Notre Dame also received a significant grant for a digital scholarship project led by Robert Goulding, director of the Reilly Center for Science, Technology, and Values, in partnership with the Navari Family Center for Digital Scholarship and director Scott Weingart as well as collaborators at the University of Oxford’s Bodleian Library.

“These awards recognize the outstanding research that is happening here across a range of disciplines, the creativity and originality of our scholars, as well as the excellent support provided by the Institute for Scholarship in the Liberal Arts throughout the application process.”

Metaphysical questions

Bernstein will examine how different forms of inequality interact in ways that exacerbate one another in her project, titled “The Metaphysics of Intersectionality.” 

Metaphysics is the study of fundamental reality, and metaphysicians examine the nature of things like space, time, causation, and possibility. In recent years, Bernstein said, metaphysicians also have turned their philosophical attention to the social world to explore the nature of social entities, including corporations, social groups, gender, and race. 

Bernstein will explore the metaphysics of intersectionality — the idea that various forms of social oppression interact and intersect in ways that are greater than the sum of their components. The metaphysics of social categories is key to helping anyone understand how various factors or circumstances have shaped their identity, she said. 

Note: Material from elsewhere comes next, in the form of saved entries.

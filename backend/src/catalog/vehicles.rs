//! Vehicle type catalog
//!
//! Static performance data per aircraft type, plus the size bucket used
//! for gate compatibility.

use serde::{Deserialize, Serialize};

/// Tonnage at or below which a vehicle is small
pub const SMALL_MAX_TONNAGE: f64 = 35.0;

/// Tonnage at or below which a vehicle is medium
pub const MEDIUM_MAX_TONNAGE: f64 = 45.0;

/// Gate/vehicle size bucket
#[derive(Debug, Clone, Copy, PartialEq, Eq, PartialOrd, Ord, Hash, Serialize, Deserialize)]
#[serde(rename_all = "snake_case")]
pub enum SizeClass {
    Small,
    Medium,
    Large,
}

impl SizeClass {
    /// Size bucket for a vehicle weight
    ///
    /// # Example
    /// ```
    /// use airline_simulator_core_rs::catalog::SizeClass;
    ///
    /// assert_eq!(SizeClass::from_tonnage(35.0), SizeClass::Small);
    /// assert_eq!(SizeClass::from_tonnage(45.0), SizeClass::Medium);
    /// assert_eq!(SizeClass::from_tonnage(45.1), SizeClass::Large);
    /// ```
    pub fn from_tonnage(tonnage: f64) -> Self {
        if tonnage <= SMALL_MAX_TONNAGE {
            SizeClass::Small
        } else if tonnage <= MEDIUM_MAX_TONNAGE {
            SizeClass::Medium
        } else {
            SizeClass::Large
        }
    }

    /// Whether a vehicle of this size fits a gate rated `gate_max`
    ///
    /// Small fits any gate, medium fits medium and large, large fits large.
    pub fn fits(self, gate_max: SizeClass) -> bool {
        self <= gate_max
    }
}

/// Aircraft type specification
#[derive(Debug, Clone, PartialEq, Serialize, Deserialize)]
pub struct VehicleType {
    pub id: String,
    pub name: String,

    /// Maximum passengers per leg
    pub capacity: u32,

    pub range_km: f64,
    pub speed_kmh: f64,

    /// Ground time at a location before modifiers
    pub base_turn_time_hours: f64,

    pub tonnage: f64,

    /// 0.0-1.0, higher wears slower
    pub reliability: f64,
}

impl VehicleType {
    pub fn size_class(&self) -> SizeClass {
        SizeClass::from_tonnage(self.tonnage)
    }
}
//! Dynamic gate pricing
//!
//! ```text
//! price = base × type × international × time_of_day × weekend × holiday × location_size
//! ```
//!
//! All factors compose multiplicatively and the result is rounded to the
//! nearest currency unit.

use crate::catalog::SizeClass;
use crate::core::DateContext;
use crate::models::gate::{GateType, SlotPolicy};
use serde::{Deserialize, Serialize};

/// A gate-count threshold and the multiplier applying up to it
#[derive(Debug, Clone, Copy, PartialEq, Serialize, Deserialize)]
pub struct SizeTier {
    pub max_gates: usize,
    pub multiplier: f64,
}

/// Parameters a newly purchased gate of a type receives
#[derive(Debug, Clone, PartialEq, Serialize, Deserialize)]
pub struct GateDefaults {
    pub slot_policy: SlotPolicy,
    pub max_size: SizeClass,
    pub base_price: i64,
}

/// All pricing constants
#[derive(Debug, Clone, PartialEq, Serialize, Deserialize)]
pub struct PricingConfig {
    pub exclusive_multiplier: f64,
    pub preferential_multiplier: f64,
    pub common_multiplier: f64,

    pub international_multiplier: f64,

    pub peak_multiplier: f64,
    /// Inclusive hour ranges counted as peak
    pub peak_hours: Vec<(u32, u32)>,

    pub night_multiplier: f64,
    /// Night runs from `night_start_hour` through midnight to `night_end_hour` inclusive
    pub night_start_hour: u32,
    pub night_end_hour: u32,

    pub weekend_multiplier: f64,
    pub holiday_multiplier: f64,

    /// Slot price tiers; counts above the last tier use `location_size_top`
    pub location_size_tiers: Vec<SizeTier>,
    pub location_size_top: f64,

    /// Purchase cost tiers; counts above the last tier use `purchase_size_top`
    pub purchase_size_tiers: Vec<SizeTier>,
    pub purchase_size_top: f64,

    pub exclusive_purchase_cost: i64,
    pub preferential_purchase_cost: i64,
    pub common_purchase_cost: i64,

    pub exclusive_defaults: GateDefaults,
    pub preferential_defaults: GateDefaults,
    pub common_defaults: GateDefaults,
}

impl Default for PricingConfig {
    fn default() -> Self {
        Self {
            exclusive_multiplier: 1.5,
            preferential_multiplier: 1.2,
            common_multiplier: 1.0,
            international_multiplier: 1.3,
            peak_multiplier: 1.25,
            peak_hours: vec![(6, 9), (17, 20)],
            night_multiplier: 0.9,
            night_start_hour: 23,
            night_end_hour: 5,
            weekend_multiplier: 0.9,
            holiday_multiplier: 1.15,
            location_size_tiers: vec![
                SizeTier { max_gates: 5, multiplier: 0.8 },
                SizeTier { max_gates: 10, multiplier: 1.0 },
                SizeTier { max_gates: 15, multiplier: 1.2 },
            ],
            location_size_top: 1.4,
            purchase_size_tiers: vec![
                SizeTier { max_gates: 5, multiplier: 0.8 },
                SizeTier { max_gates: 10, multiplier: 1.0 },
            ],
            purchase_size_top: 1.3,
            exclusive_purchase_cost: 2_000_000,
            preferential_purchase_cost: 1_200_000,
            common_purchase_cost: 600_000,
            exclusive_defaults: GateDefaults {
                slot_policy: SlotPolicy::FixedBlocks,
                max_size: SizeClass::Large,
                base_price: 800,
            },
            preferential_defaults: GateDefaults {
                slot_policy: SlotPolicy::Mixed,
                max_size: SizeClass::Large,
                base_price: 600,
            },
            common_defaults: GateDefaults {
                slot_policy: SlotPolicy::Flexible,
                max_size: SizeClass::Medium,
                base_price: 400,
            },
        }
    }
}

fn tiered(tiers: &[SizeTier], top: f64, gate_count: usize) -> f64 {
    tiers
        .iter()
        .find(|t| gate_count <= t.max_gates)
        .map(|t| t.multiplier)
        .unwrap_or(top)
}

impl PricingConfig {
    pub fn type_multiplier(&self, gate_type: GateType) -> f64 {
        match gate_type {
            GateType::Exclusive => self.exclusive_multiplier,
            GateType::Preferential => self.preferential_multiplier,
            GateType::Common => self.common_multiplier,
        }
    }

    pub fn is_peak(&self, hour: u32) -> bool {
        self.peak_hours.iter().any(|&(from, to)| hour >= from && hour <= to)
    }

    pub fn is_night(&self, hour: u32) -> bool {
        hour >= self.night_start_hour || hour <= self.night_end_hour
    }

    pub fn time_of_day_multiplier(&self, hour: u32) -> f64 {
        if self.is_peak(hour) {
            self.peak_multiplier
        } else if self.is_night(hour) {
            self.night_multiplier
        } else {
            1.0
        }
    }

    pub fn location_size_multiplier(&self, gate_count: usize) -> f64 {
        tiered(&self.location_size_tiers, self.location_size_top, gate_count)
    }

    pub fn purchase_size_multiplier(&self, gate_count: usize) -> f64 {
        tiered(&self.purchase_size_tiers, self.purchase_size_top, gate_count)
    }

    /// Price of one slot starting in `hour`
    ///
    /// # Example
    /// ```
    /// use airline_simulator_core_rs::core::DateContext;
    /// use airline_simulator_core_rs::gates::PricingConfig;
    /// use airline_simulator_core_rs::models::gate::GateType;
    ///
    /// let pricing = PricingConfig::default();
    /// let weekend = DateContext { is_weekend: true, is_holiday: false };
    /// // 400 × 1.0 × 1.3 × 1.25 × 0.9 × 1.2
    /// assert_eq!(pricing.slot_price(GateType::Common, 400, 8, true, weekend, 12), 702);
    /// ```
    pub fn slot_price(
        &self,
        gate_type: GateType,
        base_price: i64,
        hour: u32,
        international: bool,
        date: DateContext,
        gate_count: usize,
    ) -> i64 {
        let international = if international {
            self.international_multiplier
        } else {
            1.0
        };
        let weekend = if date.is_weekend {
            self.weekend_multiplier
        } else {
            1.0
        };
        let holiday = if date.is_holiday {
            self.holiday_multiplier
        } else {
            1.0
        };

        let price = base_price as f64
            * self.type_multiplier(gate_type)
            * international
            * self.time_of_day_multiplier(hour)
            * weekend
            * holiday
            * self.location_size_multiplier(gate_count);
        price.round() as i64
    }

    pub fn purchase_base_cost(&self, gate_type: GateType) -> i64 {
        match gate_type {
            GateType::Exclusive => self.exclusive_purchase_cost,
            GateType::Preferential => self.preferential_purchase_cost,
            GateType::Common => self.common_purchase_cost,
        }
    }

    /// Cost of buying a gate at a location that currently has `gate_count` gates
    pub fn purchase_cost(&self, gate_type: GateType, gate_count: usize) -> i64 {
        (self.purchase_base_cost(gate_type) as f64 * self.purchase_size_multiplier(gate_count))
            .round() as i64
    }

    pub fn defaults_for(&self, gate_type: GateType) -> &GateDefaults {
        match gate_type {
            GateType::Exclusive => &self.exclusive_defaults,
            GateType::Preferential => &self.preferential_defaults,
            GateType::Common => &self.common_defaults,
        }
    }
}

#[cfg(test)]
mod tests {
    use super::*;

    #[test]
    fn test_time_of_day_bands() {
        let p = PricingConfig::default();
        for hour in [6, 9, 17, 20] {
            assert_eq!(p.time_of_day_multiplier(hour), 1.25, "hour {}", hour);
        }
        for hour in [23, 0, 3, 5] {
            assert_eq!(p.time_of_day_multiplier(hour), 0.9, "hour {}", hour);
        }
        for hour in [10, 12, 16, 21, 22] {
            assert_eq!(p.time_of_day_multiplier(hour), 1.0, "hour {}", hour);
        }
    }

    #[test]
    fn test_location_size_tiers() {
        let p = PricingConfig::default();
        assert_eq!(p.location_size_multiplier(0), 0.8);
        assert_eq!(p.location_size_multiplier(5), 0.8);
        assert_eq!(p.location_size_multiplier(6), 1.0);
        assert_eq!(p.location_size_multiplier(10), 1.0);
        assert_eq!(p.location_size_multiplier(15), 1.2);
        assert_eq!(p.location_size_multiplier(16), 1.4);
    }

    #[test]
    fn test_purchase_cost_tiers() {
        let p = PricingConfig::default();
        assert_eq!(p.purchase_cost(GateType::Common, 3), 480_000);
        assert_eq!(p.purchase_cost(GateType::Preferential, 8), 1_200_000);
        assert_eq!(p.purchase_cost(GateType::Exclusive, 11), 2_600_000);
    }

    #[test]
    fn test_all_factors_compose() {
        let p = PricingConfig::default();
        let holiday = DateContext {
            is_weekend: false,
            is_holiday: true,
        };
        // 1000 × 1.5 × 1.0 × 1.0 × 1.0 × 1.15 × 0.8
        assert_eq!(p.slot_price(GateType::Exclusive, 1000, 12, false, holiday, 2), 1380);
    }
}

“For instance: How would you have been a different person if you had been a different biological sex than you are? That is, in many ways, a metaphysical question about what you hold fixed and what you vary in the worlds where you are different,” Bernstein said. 

“Would you have had exactly the same personality and preferences, or have those things been shaped by social forces related to the social categories to which you belong? In this way, metaphysics can help us understand who we are through who we might have been.”

Bernstein, who is also a Gender Studies Program affiliate, will complete four papers during her fellowship. She plans to present her research at a meeting of the 2023 American Philosophical Association, the California Metaphysics Conference at the University of Southern California, and at other universities.